WORK TASK:
Give back exactly the lines from the start of the listing to the line containing "use crate::models::airplane_type::AirplaneTypeId;", inclusive, and nothing beyond them.

Content starts

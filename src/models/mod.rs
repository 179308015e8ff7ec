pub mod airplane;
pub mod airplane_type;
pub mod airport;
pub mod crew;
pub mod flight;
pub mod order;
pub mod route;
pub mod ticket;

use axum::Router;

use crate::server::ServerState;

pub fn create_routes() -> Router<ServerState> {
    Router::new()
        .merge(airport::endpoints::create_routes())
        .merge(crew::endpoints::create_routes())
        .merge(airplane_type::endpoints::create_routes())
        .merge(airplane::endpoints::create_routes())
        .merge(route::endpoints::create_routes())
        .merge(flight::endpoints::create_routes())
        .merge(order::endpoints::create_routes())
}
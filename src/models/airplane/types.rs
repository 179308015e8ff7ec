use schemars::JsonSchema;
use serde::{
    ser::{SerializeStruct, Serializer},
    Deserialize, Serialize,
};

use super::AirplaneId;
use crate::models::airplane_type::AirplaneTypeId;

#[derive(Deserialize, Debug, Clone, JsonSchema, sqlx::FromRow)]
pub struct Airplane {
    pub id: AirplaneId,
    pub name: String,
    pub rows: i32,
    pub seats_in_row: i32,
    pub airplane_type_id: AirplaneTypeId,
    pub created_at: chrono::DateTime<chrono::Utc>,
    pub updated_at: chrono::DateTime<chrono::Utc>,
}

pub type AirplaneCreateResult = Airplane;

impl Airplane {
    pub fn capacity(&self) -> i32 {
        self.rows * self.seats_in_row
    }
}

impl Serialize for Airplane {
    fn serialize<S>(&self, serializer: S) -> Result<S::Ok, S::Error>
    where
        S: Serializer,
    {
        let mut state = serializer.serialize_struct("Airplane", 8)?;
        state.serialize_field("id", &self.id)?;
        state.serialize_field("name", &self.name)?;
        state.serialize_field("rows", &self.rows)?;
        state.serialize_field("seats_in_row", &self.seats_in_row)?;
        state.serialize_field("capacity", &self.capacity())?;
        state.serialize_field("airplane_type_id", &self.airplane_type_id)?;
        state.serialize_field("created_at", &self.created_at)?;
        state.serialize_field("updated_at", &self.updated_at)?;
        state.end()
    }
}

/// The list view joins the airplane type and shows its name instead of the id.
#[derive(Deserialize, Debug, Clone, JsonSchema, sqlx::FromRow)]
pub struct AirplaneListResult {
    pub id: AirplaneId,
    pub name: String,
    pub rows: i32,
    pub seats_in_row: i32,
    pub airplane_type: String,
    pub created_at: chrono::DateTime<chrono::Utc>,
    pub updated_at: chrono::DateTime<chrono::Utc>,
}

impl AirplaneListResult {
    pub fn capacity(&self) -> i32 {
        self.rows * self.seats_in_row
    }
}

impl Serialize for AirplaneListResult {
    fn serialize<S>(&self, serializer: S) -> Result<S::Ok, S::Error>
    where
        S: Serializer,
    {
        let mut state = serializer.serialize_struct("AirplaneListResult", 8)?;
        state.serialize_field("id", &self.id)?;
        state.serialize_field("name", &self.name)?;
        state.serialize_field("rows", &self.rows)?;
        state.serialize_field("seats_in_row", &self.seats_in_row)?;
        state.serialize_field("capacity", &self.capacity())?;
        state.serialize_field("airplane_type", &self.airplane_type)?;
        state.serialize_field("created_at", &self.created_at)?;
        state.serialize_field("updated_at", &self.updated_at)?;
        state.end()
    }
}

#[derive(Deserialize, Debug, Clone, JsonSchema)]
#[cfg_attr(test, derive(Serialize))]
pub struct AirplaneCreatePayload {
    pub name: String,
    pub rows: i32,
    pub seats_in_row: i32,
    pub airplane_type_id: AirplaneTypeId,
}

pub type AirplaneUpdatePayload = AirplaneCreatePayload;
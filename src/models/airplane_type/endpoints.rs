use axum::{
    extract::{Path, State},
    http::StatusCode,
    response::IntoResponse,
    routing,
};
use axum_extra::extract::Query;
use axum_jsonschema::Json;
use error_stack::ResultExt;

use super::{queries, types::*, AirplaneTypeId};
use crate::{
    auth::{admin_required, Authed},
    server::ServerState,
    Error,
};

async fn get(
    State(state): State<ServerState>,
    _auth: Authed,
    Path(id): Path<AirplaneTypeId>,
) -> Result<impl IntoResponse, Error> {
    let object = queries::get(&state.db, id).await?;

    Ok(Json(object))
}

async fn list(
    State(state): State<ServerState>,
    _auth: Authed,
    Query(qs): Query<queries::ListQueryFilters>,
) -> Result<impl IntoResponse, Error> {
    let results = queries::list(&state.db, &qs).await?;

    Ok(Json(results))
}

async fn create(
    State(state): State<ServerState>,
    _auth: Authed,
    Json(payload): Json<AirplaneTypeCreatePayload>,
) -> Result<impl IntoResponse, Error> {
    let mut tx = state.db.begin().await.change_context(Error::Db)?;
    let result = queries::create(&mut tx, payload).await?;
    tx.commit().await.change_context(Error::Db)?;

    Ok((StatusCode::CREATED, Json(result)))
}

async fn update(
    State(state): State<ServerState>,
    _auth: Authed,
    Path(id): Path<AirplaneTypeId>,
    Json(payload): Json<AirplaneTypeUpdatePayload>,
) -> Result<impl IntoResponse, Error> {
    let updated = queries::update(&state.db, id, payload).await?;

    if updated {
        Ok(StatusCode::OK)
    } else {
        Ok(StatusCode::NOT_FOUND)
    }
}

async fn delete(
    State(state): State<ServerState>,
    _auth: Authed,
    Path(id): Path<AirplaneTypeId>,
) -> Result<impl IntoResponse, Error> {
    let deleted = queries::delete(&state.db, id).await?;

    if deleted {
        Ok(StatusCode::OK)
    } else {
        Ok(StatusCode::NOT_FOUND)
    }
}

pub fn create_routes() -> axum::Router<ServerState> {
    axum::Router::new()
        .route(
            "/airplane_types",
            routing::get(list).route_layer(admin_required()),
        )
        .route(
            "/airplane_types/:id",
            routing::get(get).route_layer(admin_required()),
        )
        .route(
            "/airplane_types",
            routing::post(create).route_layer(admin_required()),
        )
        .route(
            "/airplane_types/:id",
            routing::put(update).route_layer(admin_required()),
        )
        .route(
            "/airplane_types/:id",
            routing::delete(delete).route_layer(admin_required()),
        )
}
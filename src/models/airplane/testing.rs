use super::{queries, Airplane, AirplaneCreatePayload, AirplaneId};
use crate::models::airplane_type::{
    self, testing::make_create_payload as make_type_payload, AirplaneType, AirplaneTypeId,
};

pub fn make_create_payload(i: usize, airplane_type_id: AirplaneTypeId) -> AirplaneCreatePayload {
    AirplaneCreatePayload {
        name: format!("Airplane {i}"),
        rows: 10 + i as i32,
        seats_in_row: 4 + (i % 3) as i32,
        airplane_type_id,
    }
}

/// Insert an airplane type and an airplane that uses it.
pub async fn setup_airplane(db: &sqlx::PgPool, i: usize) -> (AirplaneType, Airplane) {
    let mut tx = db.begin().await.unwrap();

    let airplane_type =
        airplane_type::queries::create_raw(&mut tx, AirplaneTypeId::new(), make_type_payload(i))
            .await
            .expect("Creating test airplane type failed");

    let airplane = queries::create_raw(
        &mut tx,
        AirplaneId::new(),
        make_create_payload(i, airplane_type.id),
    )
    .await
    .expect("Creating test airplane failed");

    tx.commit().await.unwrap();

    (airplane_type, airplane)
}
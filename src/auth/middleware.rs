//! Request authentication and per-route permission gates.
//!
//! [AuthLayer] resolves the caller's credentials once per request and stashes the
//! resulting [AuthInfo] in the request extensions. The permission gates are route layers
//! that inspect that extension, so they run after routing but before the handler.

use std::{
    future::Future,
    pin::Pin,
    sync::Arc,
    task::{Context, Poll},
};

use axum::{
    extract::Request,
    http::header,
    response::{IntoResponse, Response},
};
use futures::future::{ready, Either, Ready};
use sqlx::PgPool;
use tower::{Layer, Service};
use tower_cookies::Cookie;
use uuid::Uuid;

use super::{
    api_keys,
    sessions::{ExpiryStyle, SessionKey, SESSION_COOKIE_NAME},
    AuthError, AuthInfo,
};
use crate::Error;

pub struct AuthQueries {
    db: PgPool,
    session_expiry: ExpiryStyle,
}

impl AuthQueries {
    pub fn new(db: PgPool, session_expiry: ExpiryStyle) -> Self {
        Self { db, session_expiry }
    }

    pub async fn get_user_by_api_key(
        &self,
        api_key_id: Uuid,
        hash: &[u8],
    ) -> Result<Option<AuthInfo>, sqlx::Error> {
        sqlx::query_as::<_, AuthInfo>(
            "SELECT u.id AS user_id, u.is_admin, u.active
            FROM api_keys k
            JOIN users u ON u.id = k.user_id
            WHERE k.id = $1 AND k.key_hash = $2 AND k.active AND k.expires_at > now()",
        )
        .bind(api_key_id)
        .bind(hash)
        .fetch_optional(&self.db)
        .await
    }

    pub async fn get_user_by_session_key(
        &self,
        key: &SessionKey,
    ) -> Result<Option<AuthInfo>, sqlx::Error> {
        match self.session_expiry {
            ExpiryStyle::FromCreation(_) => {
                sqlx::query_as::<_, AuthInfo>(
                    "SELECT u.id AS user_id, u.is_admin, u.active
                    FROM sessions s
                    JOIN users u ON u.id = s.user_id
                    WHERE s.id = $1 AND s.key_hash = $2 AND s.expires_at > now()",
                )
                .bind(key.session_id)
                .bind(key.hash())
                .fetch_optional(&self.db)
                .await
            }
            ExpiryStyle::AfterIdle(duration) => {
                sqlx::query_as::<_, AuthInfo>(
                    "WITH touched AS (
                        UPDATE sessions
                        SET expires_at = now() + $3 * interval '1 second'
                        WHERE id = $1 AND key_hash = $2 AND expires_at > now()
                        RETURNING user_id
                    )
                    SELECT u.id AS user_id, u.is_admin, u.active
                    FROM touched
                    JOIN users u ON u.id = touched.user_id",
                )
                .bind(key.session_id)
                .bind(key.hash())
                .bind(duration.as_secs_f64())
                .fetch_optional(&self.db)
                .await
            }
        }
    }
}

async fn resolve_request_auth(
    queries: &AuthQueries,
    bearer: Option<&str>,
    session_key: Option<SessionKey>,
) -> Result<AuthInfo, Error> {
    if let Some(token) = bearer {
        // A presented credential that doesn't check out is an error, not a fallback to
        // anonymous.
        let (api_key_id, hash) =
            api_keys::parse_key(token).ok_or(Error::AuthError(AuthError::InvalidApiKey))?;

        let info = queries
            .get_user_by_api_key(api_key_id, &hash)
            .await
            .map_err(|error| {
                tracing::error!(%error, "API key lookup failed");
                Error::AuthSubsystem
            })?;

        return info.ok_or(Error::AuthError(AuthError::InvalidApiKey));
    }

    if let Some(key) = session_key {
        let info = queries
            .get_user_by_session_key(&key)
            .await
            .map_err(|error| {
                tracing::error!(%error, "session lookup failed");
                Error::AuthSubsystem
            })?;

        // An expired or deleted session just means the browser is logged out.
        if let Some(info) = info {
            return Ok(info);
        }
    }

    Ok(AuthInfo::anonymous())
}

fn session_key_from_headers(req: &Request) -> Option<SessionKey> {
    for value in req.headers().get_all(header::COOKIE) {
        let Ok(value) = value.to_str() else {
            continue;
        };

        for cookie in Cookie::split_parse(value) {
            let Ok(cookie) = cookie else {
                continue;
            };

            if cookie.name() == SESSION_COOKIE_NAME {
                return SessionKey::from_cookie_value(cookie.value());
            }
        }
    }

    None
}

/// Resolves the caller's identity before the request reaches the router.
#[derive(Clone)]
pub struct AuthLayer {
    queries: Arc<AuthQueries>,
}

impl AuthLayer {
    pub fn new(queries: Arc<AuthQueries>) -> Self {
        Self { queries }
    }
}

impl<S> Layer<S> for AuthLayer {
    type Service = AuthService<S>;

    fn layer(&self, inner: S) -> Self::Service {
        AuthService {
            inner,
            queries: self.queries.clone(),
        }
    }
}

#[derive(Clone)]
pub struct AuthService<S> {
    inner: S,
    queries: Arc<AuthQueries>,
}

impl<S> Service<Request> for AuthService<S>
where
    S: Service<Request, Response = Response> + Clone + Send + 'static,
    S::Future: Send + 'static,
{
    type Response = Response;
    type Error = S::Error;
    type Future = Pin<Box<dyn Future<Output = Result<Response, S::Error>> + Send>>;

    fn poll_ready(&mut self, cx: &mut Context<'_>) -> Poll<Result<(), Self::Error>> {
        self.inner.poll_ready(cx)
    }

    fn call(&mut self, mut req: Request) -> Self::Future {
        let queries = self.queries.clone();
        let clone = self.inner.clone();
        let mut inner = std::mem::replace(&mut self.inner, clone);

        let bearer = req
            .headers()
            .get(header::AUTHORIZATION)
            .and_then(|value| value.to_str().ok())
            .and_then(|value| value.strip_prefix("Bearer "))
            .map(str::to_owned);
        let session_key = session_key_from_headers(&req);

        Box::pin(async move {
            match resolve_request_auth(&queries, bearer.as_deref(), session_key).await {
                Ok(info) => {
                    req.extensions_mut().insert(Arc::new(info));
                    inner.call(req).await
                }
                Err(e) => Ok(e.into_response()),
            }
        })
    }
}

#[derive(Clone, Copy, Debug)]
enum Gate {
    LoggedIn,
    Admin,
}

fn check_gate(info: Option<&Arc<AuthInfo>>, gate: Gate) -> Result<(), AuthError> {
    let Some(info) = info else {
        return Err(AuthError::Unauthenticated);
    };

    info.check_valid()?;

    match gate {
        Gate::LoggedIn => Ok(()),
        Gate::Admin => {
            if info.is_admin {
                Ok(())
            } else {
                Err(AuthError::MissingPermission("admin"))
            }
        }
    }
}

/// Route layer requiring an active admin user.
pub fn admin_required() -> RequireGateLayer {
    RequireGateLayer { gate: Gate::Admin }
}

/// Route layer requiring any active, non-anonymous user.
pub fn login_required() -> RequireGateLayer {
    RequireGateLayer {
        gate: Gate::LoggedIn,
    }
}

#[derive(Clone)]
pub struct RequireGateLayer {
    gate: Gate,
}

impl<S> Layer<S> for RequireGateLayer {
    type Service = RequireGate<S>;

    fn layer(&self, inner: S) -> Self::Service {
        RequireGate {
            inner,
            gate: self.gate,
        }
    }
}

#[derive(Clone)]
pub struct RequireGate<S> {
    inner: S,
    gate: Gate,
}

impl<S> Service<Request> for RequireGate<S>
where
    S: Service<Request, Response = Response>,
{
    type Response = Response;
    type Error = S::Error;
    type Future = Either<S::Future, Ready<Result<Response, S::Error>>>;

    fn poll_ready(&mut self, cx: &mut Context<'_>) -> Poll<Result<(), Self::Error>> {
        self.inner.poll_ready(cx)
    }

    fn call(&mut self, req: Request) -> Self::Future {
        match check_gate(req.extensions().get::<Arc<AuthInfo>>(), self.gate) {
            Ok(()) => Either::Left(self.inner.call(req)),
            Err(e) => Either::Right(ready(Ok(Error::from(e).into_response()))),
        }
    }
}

Content ends

ANSWER TO THIS EXERCISE:
filename src/models/mod.rs
repository 179308015e8ff7ec
pub mod airplane;
pub mod airplane_type;
pub mod airport;
pub mod crew;
pub mod flight;
pub mod order;
pub mod route;
pub mod ticket;

use axum::Router;

use crate::server::ServerState;

pub fn create_routes() -> Router<ServerState> {
    Router::new()
        .merge(airport::endpoints::create_routes())
        .merge(crew::endpoints::create_routes())
        .merge(airplane_type::endpoints::create_routes())
        .merge(airplane::endpoints::create_routes())
        .merge(route::endpoints::create_routes())
        .merge(flight::endpoints::create_routes())
        .merge(order::endpoints::create_routes())
}
filename src/models/airplane/types.rs
repository 179308015e8ff7ec
use schemars::JsonSchema;
use serde::{
    ser::{SerializeStruct, Serializer},
    Deserialize, Serialize,
};

use super::AirplaneId;
use crate::models::airplane_type::AirplaneTypeId;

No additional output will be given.